When the Voyager I flew past Saturn in 1980, it found Titan is unique among all the moons of all the planets in the Solar System. It is the only moon with more than a trace of atmosphere. In fact, Titan's "air" is twice as dense as the Earth's, and - like our planet - the atmosphere is made up mainly of nitrogen. (Hydrogen, methane or carbon dioxide predominate in other planetary atmospheres.)

Voyager was programmed to photograph Titan's surface in intimate detail, but all the images showed was unrelieved orange cloud.

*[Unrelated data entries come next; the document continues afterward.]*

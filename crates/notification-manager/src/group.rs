use std::cmp::Ordering;
use std::collections::{BTreeMap, HashMap};
use std::fmt;

use crate::{
    DialogId, Notification, NotificationGroupId, NotificationId, NotificationUpdate,
    PendingNotification, EXTRA_GROUP_SIZE,
};

/// Position of a group in the recency order.
///
/// Ascending order puts the most recently active group first: later date,
/// then larger dialog id, then larger group id. The default key (all zero)
/// sorts after every group that has a date.
#[derive(Debug, Clone, Copy, Default, PartialEq, Eq, Hash)]
pub struct NotificationGroupKey {
    pub group_id: NotificationGroupId,
    pub dialog_id: DialogId,
    pub last_notification_date: i32,
}

impl Ord for NotificationGroupKey {
    fn cmp(&self, other: &Self) -> Ordering {
        other
            .last_notification_date
            .cmp(&self.last_notification_date)
            .then_with(|| other.dialog_id.cmp(&self.dialog_id))
            .then_with(|| other.group_id.cmp(&self.group_id))
    }
}

impl PartialOrd for NotificationGroupKey {
    fn partial_cmp(&self, other: &Self) -> Option<Ordering> {
        Some(self.cmp(other))
    }
}

impl fmt::Display for NotificationGroupKey {
    fn fmt(&self, f: &mut fmt::Formatter<'_>) -> fmt::Result {
        write!(
            f,
            "[{},{},{}]",
            self.group_id, self.dialog_id, self.last_notification_date
        )
    }
}

impl NotificationGroupKey {
    /// Whether a group with this key is inside the active set bounded by
    /// `boundary` (the key of the last active slot).
    pub fn is_active(&self, boundary: &NotificationGroupKey) -> bool {
        self.last_notification_date != 0 && self <= boundary
    }
}

#[derive(Debug)]
pub struct NotificationGroup<P> {
    pub(crate) total_count: i32,
    pub(crate) notifications: Vec<Notification<P>>,
    pub(crate) pending_notifications_flush_time: u64,
    pub(crate) pending_notifications: Vec<PendingNotification<P>>,
    pub(crate) hidden_notifications: Vec<Notification<P>>,
}

impl<P> Default for NotificationGroup<P> {
    fn default() -> Self {
        Self {
            total_count: 0,
            notifications: Vec::new(),
            pending_notifications_flush_time: 0,
            pending_notifications: Vec::new(),
            hidden_notifications: Vec::new(),
        }
    }
}

impl<P: Clone> NotificationGroup<P> {
    pub fn total_count(&self) -> i32 {
        self.total_count
    }

    pub fn notifications(&self) -> &[Notification<P>] {
        &self.notifications
    }

    pub fn pending_notifications(&self) -> &[PendingNotification<P>] {
        &self.pending_notifications
    }

    pub fn hidden_notifications(&self) -> &[Notification<P>] {
        &self.hidden_notifications
    }

    /// Date of the newest materialized notification, 0 when there is none.
    pub fn last_notification_date(&self) -> i32 {
        self.notifications
            .iter()
            .map(|n| n.date)
            .max()
            .unwrap_or(0)
    }

    /// The most recent `size_max` materialized notifications.
    pub fn visible(&self, size_max: usize) -> &[Notification<P>] {
        let start = self.notifications.len().saturating_sub(size_max);
        &self.notifications[start..]
    }

    pub fn visible_ids(&self, size_max: usize) -> Vec<NotificationId> {
        self.visible(size_max).iter().map(|n| n.id).collect()
    }

    pub(crate) fn is_visible_position(&self, pos: usize, size_max: usize) -> bool {
        pos + size_max >= self.notifications.len()
    }

    /// Drops the oldest materialized notifications beyond `keep`.
    pub(crate) fn trim(&mut self, keep: usize) -> usize {
        let excess = self.notifications.len().saturating_sub(keep);
        if excess > 0 {
            self.notifications.drain(..excess);
        }
        excess
    }

    pub(crate) fn insert_sorted(&mut self, notification: Notification<P>) {
        let pos = self
            .notifications
            .partition_point(|n| n.id < notification.id);
        self.notifications.insert(pos, notification);
    }

    pub(crate) fn hide(&mut self, notification: Notification<P>) {
        if self.hidden_notifications.len() >= EXTRA_GROUP_SIZE {
            self.hidden_notifications.remove(0);
        }
        self.hidden_notifications.push(notification);
    }

    pub(crate) fn fix_total_count(&mut self) {
        self.total_count = self.total_count.max(self.notifications.len() as i32);
    }

    /// A group with hidden notifications stays so they can be restored.
    pub(crate) fn is_dead(&self) -> bool {
        self.total_count == 0
            && self.notifications.is_empty()
            && self.pending_notifications.is_empty()
            && self.hidden_notifications.is_empty()
    }

    pub(crate) fn add_group_update(
        &self,
        key: &NotificationGroupKey,
        size_max: usize,
    ) -> Option<NotificationUpdate<P>> {
        let notifications = self.visible(size_max).to_vec();
        if notifications.is_empty() {
            return None;
        }
        Some(NotificationUpdate::AddGroup {
            group_id: key.group_id,
            dialog_id: key.dialog_id,
            total_count: self.total_count,
            notifications,
        })
    }

    pub(crate) fn remove_group_update(
        &self,
        key: &NotificationGroupKey,
        removed_notification_ids: Vec<NotificationId>,
    ) -> Option<NotificationUpdate<P>> {
        if removed_notification_ids.is_empty() {
            return None;
        }
        Some(NotificationUpdate::RemoveGroup {
            group_id: key.group_id,
            dialog_id: key.dialog_id,
            total_count: self.total_count,
            removed_notification_ids,
        })
    }
}

/// Groups ordered by recency, with a side lookup from group id to key.
///
/// Keys are never mutated in place: a date change goes through `take` and
/// `insert`.
#[derive(Debug)]
pub struct GroupIndex<P> {
    groups: BTreeMap<NotificationGroupKey, NotificationGroup<P>>,
    keys: HashMap<NotificationGroupId, NotificationGroupKey>,
}

impl<P> Default for GroupIndex<P> {
    fn default() -> Self {
        Self {
            groups: BTreeMap::new(),
            keys: HashMap::new(),
        }
    }
}

impl<P: Clone> GroupIndex<P> {
    pub fn key(&self, group_id: NotificationGroupId) -> Option<NotificationGroupKey> {
        self.keys.get(&group_id).copied()
    }

    pub fn get(&self, group_id: NotificationGroupId) -> Option<&NotificationGroup<P>> {
        let key = self.keys.get(&group_id)?;
        self.groups.get(key)
    }

    pub fn get_mut(
        &mut self,
        group_id: NotificationGroupId,
    ) -> Option<(NotificationGroupKey, &mut NotificationGroup<P>)> {
        let key = *self.keys.get(&group_id)?;
        self.groups.get_mut(&key).map(|group| (key, group))
    }

    pub fn get_by_key(&self, key: &NotificationGroupKey) -> Option<&NotificationGroup<P>> {
        self.groups.get(key)
    }

    /// Returns the group, creating an empty undated one if it is unknown.
    pub fn get_or_create(
        &mut self,
        group_id: NotificationGroupId,
        dialog_id: DialogId,
    ) -> &mut NotificationGroup<P> {
        let key = *self.keys.entry(group_id).or_insert(NotificationGroupKey {
            group_id,
            dialog_id,
            last_notification_date: 0,
        });
        self.groups.entry(key).or_default()
    }

    pub fn take(
        &mut self,
        group_id: NotificationGroupId,
    ) -> Option<(NotificationGroupKey, NotificationGroup<P>)> {
        let key = self.keys.remove(&group_id)?;
        self.groups.remove(&key).map(|group| (key, group))
    }

    pub fn insert(&mut self, key: NotificationGroupKey, group: NotificationGroup<P>) {
        if let Some(old) = self.keys.insert(key.group_id, key) {
            self.groups.remove(&old);
        }
        self.groups.insert(key, group);
    }

    /// Key of the last slot of the active set, or the default key when there
    /// are fewer groups than slots.
    pub fn last_updated_key(&self, group_count_max: usize) -> NotificationGroupKey {
        group_count_max
            .checked_sub(1)
            .and_then(|n| self.groups.keys().nth(n))
            .copied()
            .unwrap_or_default()
    }

    pub fn iter(&self) -> impl Iterator<Item = (&NotificationGroupKey, &NotificationGroup<P>)> {
        self.groups.iter()
    }

    pub fn iter_mut(
        &mut self,
    ) -> impl Iterator<Item = (&NotificationGroupKey, &mut NotificationGroup<P>)> {
        self.groups.iter_mut()
    }

    pub fn group_ids(&self) -> Vec<NotificationGroupId> {
        self.groups.keys().map(|key| key.group_id).collect()
    }

    pub fn clear(&mut self) {
        self.groups.clear();
        self.keys.clear();
    }
}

These clouds held their own fascination, because they are made of organic "gunge". Ultraviolet radiation from the Sun has broken up molecules of methane and ethane in the atmosphere and welded them together as complex molecules.

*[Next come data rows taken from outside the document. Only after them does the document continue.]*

use clap::{Parser, Subcommand};
use notification_manager::NotificationLimits;
use std::path::PathBuf;
use tracing_subscriber::{layer::SubscriberExt, util::SubscriberInitExt};

mod output;
mod scenario;

use output::Output;
use scenario::{Replay, Scenario};

#[derive(Parser)]
#[command(name = "notifyctl")]
#[command(version)]
#[command(about = "Replay notification scenarios and inspect the emitted updates")]
struct Cli {
    /// Output in JSON format (for scripts)
    #[arg(short, long, global = true)]
    json: bool,

    /// Log level used when RUST_LOG is not set
    #[arg(long, global = true, default_value = "warn", env = "NOTIFYCTL_LOG")]
    log_level: String,

    #[command(subcommand)]
    command: Commands,
}

#[derive(Subcommand)]
enum Commands {
    /// Replay a scenario file on a virtual clock
    Replay {
        /// Path to the scenario JSON
        scenario: PathBuf,

        /// Override the scenario's group count limit
        #[arg(long)]
        group_count_max: Option<usize>,

        /// Override the scenario's group size limit
        #[arg(long)]
        group_size_max: Option<usize>,
    },

    /// Show the default limits and delays
    Defaults,
}

fn main() {
    let cli = Cli::parse();

    tracing_subscriber::registry()
        .with(
            tracing_subscriber::EnvFilter::try_from_default_env().unwrap_or_else(|_| {
                format!("notifyctl={0},notification_manager={0}", cli.log_level).into()
            }),
        )
        .with(tracing_subscriber::fmt::layer().with_writer(std::io::stderr))
        .init();

    let output = Output::new(cli.json);
    if let Err(e) = run(cli.command, &output) {
        output.error(&format!("{e:#}"));
        std::process::exit(1);
    }
}

fn run(command: Commands, output: &Output) -> anyhow::Result<()> {
    match command {
        Commands::Replay {
            scenario,
            group_count_max,
            group_size_max,
        } => {
            let mut scenario = Scenario::load(&scenario)?;
            if let Some(count) = group_count_max {
                scenario.limits.group_count_max = count;
            }
            if let Some(size) = group_size_max {
                scenario.limits.group_size_max = size;
            }

            let report = Replay::new(&scenario)?.run(&scenario.steps)?;
            for emitted in &report.emitted {
                output.event("batch", emitted)?;
            }
            for failure in &report.failures {
                output.event("failure", failure)?;
            }
            Ok(())
        }
        Commands::Defaults => output.success("defaults", NotificationLimits::default()),
    }
}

Drops of sticky rain may fall from the clouds to mingle with pools of liquid ethane on Titan's hidden, chilly surface. At one time, astronomers even thought Titan might be covered entirely by a deep ocean of liquid ethane.

But now Athena Coustenis, an astronomer at the Meudon Observatory in Paris, has disproved this theory by taking pictures of the surface of Titan with a telescope on the Earth. She had to employ two new tricks. First, Coustenis observed not light but infra-red radiation, which can penetrate the organic drops in the clouds. Second, she used a giant European telescope at La Silla in Chile that is fitted with "adaptive optics" - a small flexible mirror that continually bends to compensate for blurring caused by the Earth's atmosphere, and so keeps the tiny features on Titan in crisp focus.

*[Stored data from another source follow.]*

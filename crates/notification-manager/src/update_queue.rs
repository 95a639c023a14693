use std::collections::HashMap;

use crate::{NotificationGroupId, NotificationId, NotificationPayload, NotificationUpdate};

/// Outgoing updates buffered per group until that group's update timer fires.
#[derive(Debug)]
pub struct PendingUpdates<P> {
    updates: HashMap<NotificationGroupId, Vec<NotificationUpdate<P>>>,
}

impl<P> Default for PendingUpdates<P> {
    fn default() -> Self {
        Self {
            updates: HashMap::new(),
        }
    }
}

impl<P: NotificationPayload> PendingUpdates<P> {
    pub fn push(&mut self, update: NotificationUpdate<P>) {
        self.updates
            .entry(update.group_id())
            .or_default()
            .push(update);
    }

    pub fn group_ids(&self) -> Vec<NotificationGroupId> {
        self.updates.keys().copied().collect()
    }

    /// Removes the group's buffered updates and coalesces them.
    pub fn take(&mut self, group_id: NotificationGroupId) -> Vec<NotificationUpdate<P>> {
        self.updates
            .remove(&group_id)
            .map(coalesce)
            .unwrap_or_default()
    }

    pub fn clear(&mut self) {
        self.updates.clear();
    }
}

/// Folds updates that cancel out within one batch.
///
/// An edit of a notification added earlier in the batch is merged into that
/// add. A removal of a notification added earlier in the batch drops both,
/// unless a group addition or removal sits between them. A group removal that
/// lists exactly the notifications of the immediately preceding group
/// addition drops both.
pub fn coalesce<P: NotificationPayload>(
    updates: Vec<NotificationUpdate<P>>,
) -> Vec<NotificationUpdate<P>> {
    let mut out: Vec<Option<NotificationUpdate<P>>> = Vec::with_capacity(updates.len());
    for update in updates {
        match update {
            NotificationUpdate::EditNotification {
                group_id,
                notification_id,
                payload,
            } => {
                if let Some(added) = find_added(&mut out, notification_id) {
                    *added = payload;
                } else {
                    out.push(Some(NotificationUpdate::EditNotification {
                        group_id,
                        notification_id,
                        payload,
                    }));
                }
            }
            NotificationUpdate::RemoveNotification {
                group_id,
                total_count,
                notification_id,
            } => {
                let slot = latest_since_group_event(&out).find_map(|(pos, u)| {
                    matches!(u, NotificationUpdate::AddNotification { notification, .. }
                        if notification.id == notification_id)
                    .then_some(pos)
                });
                match slot {
                    Some(pos) => out[pos] = None,
                    None => out.push(Some(NotificationUpdate::RemoveNotification {
                        group_id,
                        total_count,
                        notification_id,
                    })),
                }
            }
            NotificationUpdate::RemoveGroup {
                group_id,
                dialog_id,
                total_count,
                removed_notification_ids,
            } => {
                let last = out.iter().rposition(Option::is_some);
                let cancels = last.is_some_and(|pos| {
                    matches!(&out[pos], Some(NotificationUpdate::AddGroup { notifications, .. })
                        if notifications.iter().map(|n| n.id).eq(removed_notification_ids.iter().copied()))
                });
                match last {
                    Some(pos) if cancels => out[pos] = None,
                    _ => out.push(Some(NotificationUpdate::RemoveGroup {
                        group_id,
                        dialog_id,
                        total_count,
                        removed_notification_ids,
                    })),
                }
            }
            other => out.push(Some(other)),
        }
    }
    out.into_iter().flatten().collect()
}

/// Surviving updates, newest first, up to and excluding the latest group
/// addition or removal.
fn latest_since_group_event<P>(
    out: &[Option<NotificationUpdate<P>>],
) -> impl Iterator<Item = (usize, &NotificationUpdate<P>)> {
    out.iter()
        .enumerate()
        .rev()
        .filter_map(|(pos, u)| u.as_ref().map(|u| (pos, u)))
        .take_while(|(_, u)| {
            !matches!(
                u,
                NotificationUpdate::AddGroup { .. } | NotificationUpdate::RemoveGroup { .. }
            )
        })
}

/// Payload of the latest add still carrying `notification_id`. A group
/// removal listing the id, or a removal of it, ends the search.
fn find_added<P>(
    out: &mut [Option<NotificationUpdate<P>>],
    notification_id: NotificationId,
) -> Option<&mut P> {
    for update in out.iter_mut().rev().flatten() {
        match update {
            NotificationUpdate::AddNotification { notification, .. }
                if notification.id == notification_id =>
            {
                return Some(&mut notification.payload);
            }
            NotificationUpdate::AddGroup { notifications, .. } => {
                return notifications
                    .iter_mut()
                    .find(|n| n.id == notification_id)
                    .map(|n| &mut n.payload);
            }
            NotificationUpdate::RemoveGroup {
                removed_notification_ids,
                ..
            } if removed_notification_ids.contains(&notification_id) => return None,
            NotificationUpdate::RemoveNotification {
                notification_id: removed,
                ..
            } if *removed == notification_id => return None,
            _ => {}
        }
    }
    None
}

Coustenis found several bright regions, indicating that the surface of Titan is mainly solid, though there may be some seas of liquid ethane. There is a polar cap at the north pole, which may consist of frozen ethane or methane "snow". Most exciting is a very bright spot near Titan's equator. It is probably a huge mountain, perhaps three times the height of Mount Everest, and capped with ethane or methane snow.

What has raised such a giant mountain on a world much smaller than the Earth? One strong contender is a vast volcano. A highly volcanic surface would also account for Titan's dense atmosphere, with its rich cocktail of gases. We'll know better when the international Cassini-Huygens spacecraft arrives in 2004. While Cassini orbits Saturn, Huygens will descend through Titan's clouds and land on the frozen surface.

Many scientists see in Titan an analogue for the early Earth, where organic compounds forged by ultraviolet radiation dissolved in the oceans and gave rise to life. Until now, Titan has been regarded as "an early Earth in deep freeze", where the primitive molecules just accumulate on the chilly surface. But if Titan has active volcanoes, which warm their surroundings enough to melt ice into water, then maybe the reactions that formed the first cells on Earth (and possibly Mars) might have occurred on this chilly outpost of the Solar System as well.

What's Up?

At its closest to Earth this month, Saturn is visible all night in the south. Although not as brilliant as the brightest stars, it is the most prominent object in a barren region of sky. Another giveaway is its yellow glow: unlike stars, planets don't twinkle. A small telescope will reveal its famous rings and its biggest moon, cloud-covered Titan.

The full moon lies near Saturn on 26-27 September. Watch through the early hours of the morning and you'll see a stunning sight. The moon gradually enters the Earth's shadow, and by 3.19am is in total eclipse. As the moon fades, Saturn will appear increasingly brilliant.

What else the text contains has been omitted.